El Movimiento 23 de Marzo (M23), milicia congoleña activa en el este de la República Democrática del Congo, ha comunicado que en esta ocasión todas sus unidades han abandonado por completo la estratégica ciudad de Uvira, en la provincia de Kivu del Sur. El grupo armado se hizo con el control de esta localidad a finales del año pasado y posteriormente anunció una primera retirada como gesto de buena voluntad hacia las conversaciones internacionales para poner fin al conflicto en la región oriental del país.
Después de que el Ejército congoleño y varias organizaciones de la sociedad civil de la zona sostuvieran que el M23 continuaba desplegado en Uvira pese a su anuncio de retirada, la milicia informó este pasado sábado al secretario general de Naciones Unidas, António Guterres, de que su último destacamento de “observación y vigilancia” había abandonado la ciudad.

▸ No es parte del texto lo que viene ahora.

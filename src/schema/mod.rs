//! Schema registry
//!
//! Declares the named stores of the primary database, their primary key path
//! and secondary indexes, together with a monotonically increasing schema
//! version. The storage engine applies a registry when it opens the database;
//! it creates whatever is declared but missing and never drops anything.

mod errors;
mod registry;

pub use errors::{SchemaError, SchemaResult};
pub use registry::{
    is_reserved_store, validate_store_name, IndexDefinition, SchemaRegistry, StoreDefinition,
    DEFAULT_PRIMARY_KEY, PREFERENCES_STORE, SYSTEM_STORE,
};
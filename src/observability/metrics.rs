//! Operational counters
//!
//! Counters only, monotonic, reset on process start.

use std::sync::atomic::{AtomicU64, Ordering};

use serde::Serialize;

/// Counters kept by the facade and the services above it
#[derive(Debug, Default)]
pub struct MetricsRegistry {
    saves: AtomicU64,
    save_failures: AtomicU64,
    loads: AtomicU64,
    load_misses: AtomicU64,
    deletes: AtomicU64,
    fallback_activations: AtomicU64,
    fallback_operations: AtomicU64,
    corruptions_detected: AtomicU64,
    migrated_records: AtomicU64,
    migration_failures: AtomicU64,
    exports: AtomicU64,
    imports: AtomicU64,
    imports_rejected: AtomicU64,
}

impl MetricsRegistry {
    /// Create a new metrics registry with all counters at zero
    pub fn new() -> Self {
        Self::default()
    }

    pub fn increment_saves(&self) {
        self.saves.fetch_add(1, Ordering::Relaxed);
    }

    pub fn increment_save_failures(&self) {
        self.save_failures.fetch_add(1, Ordering::Relaxed);
    }

    pub fn increment_loads(&self) {
        self.loads.fetch_add(1, Ordering::Relaxed);
    }

    pub fn increment_load_misses(&self) {
        self.load_misses.fetch_add(1, Ordering::Relaxed);
    }

    pub fn increment_deletes(&self) {
        self.deletes.fetch_add(1, Ordering::Relaxed);
    }

    pub fn increment_fallback_activations(&self) {
        self.fallback_activations.fetch_add(1, Ordering::Relaxed);
    }

    /// Counts operations served by the fallback medium
    pub fn increment_fallback_operations(&self) {
        self.fallback_operations.fetch_add(1, Ordering::Relaxed);
    }

    pub fn increment_corruptions(&self) {
        self.corruptions_detected.fetch_add(1, Ordering::Relaxed);
    }

    pub fn add_migrated_records(&self, count: u64) {
        self.migrated_records.fetch_add(count, Ordering::Relaxed);
    }

    pub fn add_migration_failures(&self, count: u64) {
        self.migration_failures.fetch_add(count, Ordering::Relaxed);
    }

    pub fn increment_exports(&self) {
        self.exports.fetch_add(1, Ordering::Relaxed);
    }

    pub fn increment_imports(&self) {
        self.imports.fetch_add(1, Ordering::Relaxed);
    }

    pub fn increment_imports_rejected(&self) {
        self.imports_rejected.fetch_add(1, Ordering::Relaxed);
    }

    /// Point-in-time copy of every counter
    pub fn snapshot(&self) -> MetricsSnapshot {
        MetricsSnapshot {
            saves: self.saves.load(Ordering::Relaxed),
            save_failures: self.save_failures.load(Ordering::Relaxed),
            loads: self.loads.load(Ordering::Relaxed),
            load_misses: self.load_misses.load(Ordering::Relaxed),
            deletes: self.deletes.load(Ordering::Relaxed),
            fallback_activations: self.fallback_activations.load(Ordering::Relaxed),
            fallback_operations: self.fallback_operations.load(Ordering::Relaxed),
            corruptions_detected: self.corruptions_detected.load(Ordering::Relaxed),
            migrated_records: self.migrated_records.load(Ordering::Relaxed),
            migration_failures: self.migration_failures.load(Ordering::Relaxed),
            exports: self.exports.load(Ordering::Relaxed),
            imports: self.imports.load(Ordering::Relaxed),
            imports_rejected: self.imports_rejected.load(Ordering::Relaxed),
        }
    }
}

/// A point-in-time snapshot of all metrics
#[derive(Debug, Clone, Default, PartialEq, Eq, Serialize)]
pub struct MetricsSnapshot {
    pub saves: u64,
    pub save_failures: u64,
    pub loads: u64,
    pub load_misses: u64,
    pub deletes: u64,
    pub fallback_activations: u64,
    pub fallback_operations: u64,
    pub corruptions_detected: u64,
    pub migrated_records: u64,
    pub migration_failures: u64,
    pub exports: u64,
    pub imports: u64,
    pub imports_rejected: u64,
}
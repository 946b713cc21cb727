//! Data facade
//!
//! The single surface tool code talks to. Routing rules:
//!
//! - The backend is chosen once, at open, by probing the primary medium. If
//!   it cannot be opened the session runs on the fallback medium.
//! - A medium failure on the primary (I/O, quota, version conflict) switches
//!   the session to the fallback for good and the operation is retried there.
//! - Data-level failures are not medium failures. A corrupted record is
//!   logged and counted, then the fallback is consulted. Unknown stores and
//!   unique-index violations fail the call without a retry.
//! - All operations are serialized by one async mutex, so each is atomic and
//!   concurrent writes to one key resolve last-write-wins.

mod autosave;
mod data;
mod notify;

pub use autosave::AutoSaver;
pub use data::{CasOutcome, DataFacade};
pub use notify::{LogNotifier, MemoryNotifier, Notification, NotificationSeverity, Notifier};
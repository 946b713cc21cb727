//! Record storage for the persistence layer
//!
//! Two media implement [`StorageBackend`]:
//!
//! - [`StorageEngine`], the primary medium: a versioned database directory
//!   with one append-only log per store
//! - [`FallbackStore`], the secondary medium: one flat key-value file
//!
//! # Design Principles
//!
//! - Append-only logs, latest record wins, tombstones for deletes
//! - Every write is fsynced before it is acknowledged
//! - Checksum verified on every read; a mismatch withholds the payload
//! - Stores and indexes are only ever added, never dropped
//! - Writes made on the fallback medium are replayed onto the primary
//!   medium once it opens again

mod backend;
mod engine;
mod errors;
mod fallback;
mod log;
mod manifest;
mod reconcile;
mod record;

pub use backend::{Medium, StorageBackend, StorageInfo, StoreSnapshot};
pub use engine::{StorageEngine, DEFAULT_PRIMARY_QUOTA};
pub use errors::{Severity, StorageError, StorageErrorCode, StorageResult};
pub use fallback::{
    namespaced_key, FallbackEntry, FallbackStore, Tombstone, DEFAULT_FALLBACK_QUOTA, FALLBACK_FILE,
};
pub use manifest::{DatabaseManifest, UpgradeOutcome};
pub use reconcile::{reconcile, ReconcileStats};
pub use record::{Record, RecordFrame};
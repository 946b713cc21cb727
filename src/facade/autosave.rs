//! Periodic auto-save
//!
//! An [`AutoSaver`] saves whatever its snapshot closure returns on a fixed
//! interval. Ticks are independent of manual saves to the same key; both
//! go through the facade lock, so the later write wins with a whole payload.

use std::sync::Arc;
use std::time::Duration;

use serde_json::Value;
use tokio::sync::oneshot;
use tokio::task::JoinHandle;

use super::data::DataFacade;
use crate::observability::Logger;

/// Handle on a running auto-save task
#[derive(Debug)]
pub struct AutoSaver {
    stop_tx: oneshot::Sender<()>,
    task: JoinHandle<u64>,
}

impl AutoSaver {
    /// Starts saving `snapshot()` under `store`/`key` every `period`.
    ///
    /// A tick where `snapshot` returns `None` writes nothing. The first save
    /// happens one full period after start.
    pub fn start<F>(
        facade: Arc<DataFacade>,
        store: impl Into<String>,
        key: impl Into<String>,
        period: Duration,
        snapshot: F,
    ) -> Self
    where
        F: Fn() -> Option<Value> + Send + 'static,
    {
        let store = store.into();
        let key = key.into();
        let (stop_tx, mut stop_rx) = oneshot::channel::<()>();

        let task = tokio::spawn(async move {
            let mut timer = tokio::time::interval(period);
            // interval() fires immediately on the first tick
            timer.tick().await;
            let mut saves = 0u64;

            loop {
                tokio::select! {
                    _ = timer.tick() => {
                        let Some(data) = snapshot() else { continue };
                        if facade.save_data(&store, &key, data).await {
                            saves += 1;
                        } else {
                            Logger::warn("AUTOSAVE_FAILED", &[("store", &store), ("key", &key)]);
                        }
                    }
                    _ = &mut stop_rx => break,
                }
            }
            saves
        });

        Self { stop_tx, task }
    }

    /// Stops the task and returns how many saves it performed
    pub async fn stop(self) -> u64 {
        // Err means the task already ended
        let _ = self.stop_tx.send(());
        self.task.await.unwrap_or(0)
    }
}

#[cfg(test)]
mod tests {
    use super::*;
    use crate::config::StoreConfig;
    use serde_json::json;
    use std::sync::atomic::{AtomicU64, Ordering};
    use tempfile::TempDir;

    #[tokio::test]
    async fn test_autosaver_saves_latest_snapshot() {
        let dir = TempDir::new().unwrap();
        let config = StoreConfig::new(dir.path()).with_store_names(["notes"]);
        let facade = Arc::new(DataFacade::open(&config, config.registry().unwrap()));

        let counter = Arc::new(AtomicU64::new(0));
        let source = Arc::clone(&counter);
        let saver = AutoSaver::start(
            Arc::clone(&facade),
            "notes",
            "draft",
            Duration::from_millis(10),
            move || Some(json!({"rev": source.fetch_add(1, Ordering::SeqCst)})),
        );

        tokio::time::sleep(Duration::from_millis(60)).await;
        let saves = saver.stop().await;
        assert!(saves >= 1);

        let stored = facade.load_data("notes", "draft").await.unwrap();
        assert_eq!(stored["rev"].as_u64().unwrap(), counter.load(Ordering::SeqCst) - 1);
    }

    #[tokio::test]
    async fn test_none_snapshot_writes_nothing() {
        let dir = TempDir::new().unwrap();
        let config = StoreConfig::new(dir.path()).with_store_names(["notes"]);
        let facade = Arc::new(DataFacade::open(&config, config.registry().unwrap()));

        let saver = AutoSaver::start(Arc::clone(&facade), "notes", "draft", Duration::from_millis(5), || None);
        tokio::time::sleep(Duration::from_millis(30)).await;
        assert_eq!(saver.stop().await, 0);
        assert!(facade.load_data("notes", "draft").await.is_none());
    }
}
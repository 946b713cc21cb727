//! Legacy namespaces
//!
//! Earlier storage generations left records in two places:
//!
//! - fallback keys outside any store namespace: `<tool_prefix><tool>` holds
//!   a tool's whole state, `<keyed_prefix><tool>:<key>` one keyed record;
//! - older primary databases, listed by name, opened read-only.

use serde_json::Value;

/// Key given to a whole-tool legacy record
pub const MAIN_DATA_KEY: &str = "main-data";

/// Source label for records found in the fallback medium
pub const FALLBACK_SOURCE: &str = "fallback";

/// A legacy record already mapped to its canonical location
#[derive(Debug, Clone, PartialEq)]
pub struct LegacyItem {
    /// Where the record was found
    pub source: String,
    pub store: String,
    pub key: String,
    /// Canonical payload
    pub value: Value,
}

/// Key patterns of the legacy fallback namespace
#[derive(Debug, Clone, PartialEq, Eq)]
pub struct LegacyKeyPattern {
    tool_prefix: String,
    keyed_prefix: String,
}

impl LegacyKeyPattern {
    pub fn new(tool_prefix: impl Into<String>, keyed_prefix: impl Into<String>) -> Self {
        Self {
            tool_prefix: tool_prefix.into(),
            keyed_prefix: keyed_prefix.into(),
        }
    }

    /// Maps a raw fallback key to `(store, key)`, or `None` if it is not a
    /// legacy key
    pub fn parse(&self, raw_key: &str) -> Option<(String, String)> {
        // The keyed prefix is checked first since it may extend the tool prefix
        if let Some(rest) = raw_key.strip_prefix(&self.keyed_prefix) {
            let (tool, key) = rest.split_once(':')?;
            if tool.is_empty() || key.is_empty() {
                return None;
            }
            return Some((tool.to_string(), key.to_string()));
        }
        let tool = raw_key.strip_prefix(&self.tool_prefix)?;
        if tool.is_empty() || tool.contains(':') {
            return None;
        }
        Some((tool.to_string(), MAIN_DATA_KEY.to_string()))
    }

    /// Scans raw fallback entries for legacy records
    pub fn scan(&self, entries: &[(String, String)]) -> Vec<LegacyItem> {
        entries
            .iter()
            .filter_map(|(raw_key, raw_value)| {
                let (store, key) = self.parse(raw_key)?;
                Some(LegacyItem {
                    source: FALLBACK_SOURCE.to_string(),
                    store,
                    key,
                    value: transform_raw(raw_value),
                })
            })
            .collect()
    }
}

/// Canonical payload of a raw legacy string: JSON is parsed and then
/// unwrapped, anything else is kept as a string
pub fn transform_raw(raw: &str) -> Value {
    match serde_json::from_str::<Value>(raw) {
        Ok(value) => transform_value(value),
        Err(_) => Value::String(raw.to_string()),
    }
}

/// Canonical payload of a legacy value.
///
/// `{data, timestamp}` envelopes (with no other fields) unwrap to `data`.
/// Strings holding a JSON object or array are parsed.
pub fn transform_value(value: Value) -> Value {
    match value {
        Value::Object(mut map)
            if map.len() == 2 && map.contains_key("data") && map.contains_key("timestamp") =>
        {
            map.remove("data").unwrap_or(Value::Null)
        }
        Value::String(s) => match serde_json::from_str::<Value>(&s) {
            Ok(parsed @ (Value::Object(_) | Value::Array(_))) => transform_value(parsed),
            _ => Value::String(s),
        },
        other => other,
    }
}

#[cfg(test)]
mod tests {
    use super::*;
    use serde_json::json;

    fn pattern() -> LegacyKeyPattern {
        LegacyKeyPattern::new("legacy:", "toolbox-v1:")
    }

    #[test]
    fn test_parse_keys() {
        let p = pattern();
        assert_eq!(
            p.parse("legacy:qr-generator"),
            Some(("qr-generator".to_string(), "main-data".to_string()))
        );
        assert_eq!(
            p.parse("toolbox-v1:todo-lists:list-1"),
            Some(("todo-lists".to_string(), "list-1".to_string()))
        );
        assert_eq!(p.parse("notes:a"), None);
        assert_eq!(p.parse("legacy:"), None);
        assert_eq!(p.parse("toolbox-v1:todo-lists"), None);
    }

    #[test]
    fn test_transform() {
        assert_eq!(
            transform_value(json!({"data": {"x": 1}, "timestamp": 5})),
            json!({"x": 1})
        );
        // an extra field means it is not an envelope
        let kept = json!({"data": 1, "timestamp": 5, "other": true});
        assert_eq!(transform_value(kept.clone()), kept);

        assert_eq!(transform_raw(r#"{"history":[1,2]}"#), json!({"history": [1, 2]}));
        assert_eq!(transform_raw("plain text"), json!("plain text"));
        assert_eq!(transform_raw("42"), json!(42));
        assert_eq!(transform_value(json!("[1,2]")), json!([1, 2]));
        assert_eq!(transform_value(json!("hello")), json!("hello"));
    }

    #[test]
    fn test_scan_ignores_store_namespace() {
        let entries = vec![
            ("legacy:qr-generator".to_string(), r#"{"history":[]}"#.to_string()),
            ("qr-generator:main-data".to_string(), "{}".to_string()),
        ];
        let items = pattern().scan(&entries);
        assert_eq!(items.len(), 1);
        assert_eq!(items[0].source, FALLBACK_SOURCE);
        assert_eq!(items[0].value, json!({"history": []}));
    }
}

En la carta remitida a Guterres, el brazo político del M23, la Alianza del Río Congo, asegura que la guerrilla “ha puesto oficialmente la ciudad de Uvira, en la provincia de Kivu del Sur, bajo la plena responsabilidad de la comunidad internacional”, según expone su coordinador, Corneille Nangaa, que vuelve a remarcar que la medida constituye una “fuerte señal de buena fe y compromiso con la paz”.
“Con este gesto, el movimiento subraya su determinación de actuar con transparencia y responsabilidad, confiando la seguridad y la protección de los civiles a un organismo internacional neutral y legítimo, con el mandato de la comunidad internacional”, añade el texto.
Al mismo tiempo, el M23 recalca que el Ejército congoleño coopera con actores “que no son parte de ningún acuerdo reconocido”, como las tropas de Burundi o los grupos paramilitares Wazalendo, a los que describe como “una amenaza tangible para la población civil y para el proceso de paz en curso y sus actividades comprometen gravemente la seguridad y la estabilidad regionales”.
Este domingo, representantes de la sociedad civil han señalado al diario local ‘Kivu Morning Post’ que los wazalendos ya realizan patrullas en Uvira, en un contexto que califican de extremadamente peligroso, con denuncias de saqueos tanto en el casco urbano como en el puerto cercano de Kalundu.
“Al colocar a Uvira bajo protección internacional”, las milicias pretenden lanzar el mensaje de que “una paz duradera sólo es posible cuando todos los actores involucrados respetan los compromisos asumidos y cuando la comunidad internacional actúa con determinación, imparcialidad y eficacia para proteger a las poblaciones civiles”.